Historically, the markets remain cautious ahead of the Budget as the average one-month Sensex return before the Budget has been negative since 2006. However, in the run-up to the 2017 Budget, share prices have moved up as the government is expected to take steps to offset economic shocks caused by demonetisation. The current rally has also been aided by rising global stock markets. Data show that intra-day volatility on Budget Day has halved in the last two decades and investors give less importance to Budget decisions unless it is an extreme one, or is about capital gains tax.

On Budget day, investors buy and sell based on announcements and expert tips. However, even the seasoned investor can make mistakes as it is difficult to analyse the long-term impact at such short notice.Analysts say it is better to buy or sell stocks once there is enough clarity on the proposalseven if a premium has to be paid, as compared to buying without having complete information, which can lead to losses in the short-run.
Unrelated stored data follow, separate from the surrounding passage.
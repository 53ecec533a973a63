//! Error types for the SQLite backend.

use rowcraft_core::QueryError;
use thiserror::Error;

/// Errors raised while opening or driving a SQLite connection.
#[derive(Debug, Error)]
pub enum SqliteError {
    /// Database error from sqlx.
    #[error("database error: {0}")]
    Database(#[from] sqlx::Error),

    /// The blocking runtime could not be started.
    #[error("runtime error: {0}")]
    Runtime(#[from] std::io::Error),
}

impl From<SqliteError> for QueryError {
    fn from(err: SqliteError) -> Self {
        Self::connection(err)
    }
}

/// Result type alias for SQLite backend operations.
pub type Result<T> = std::result::Result<T, SqliteError>;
Brijesh Damodaran, founder and managing partner of BellWether Advisors says the Budget is another event in the calendar wherein the government puts forth its tax proposals to mop up money. He says investors should look at long-term asset allocation for wealth creation without getting caught up in the tax changes announced in the Budget.

However, for traders, events like Budget play a key role in their strategy. Here, a top-down approach can help get some gains. Analysts advise to check the impact of the Budget proposals on the sectors, look at which companies can benefit and whether their fundamentals can support the government action. Only then should one bet on those stocks and decide on the holding period of the particular stock a few days after the Budget.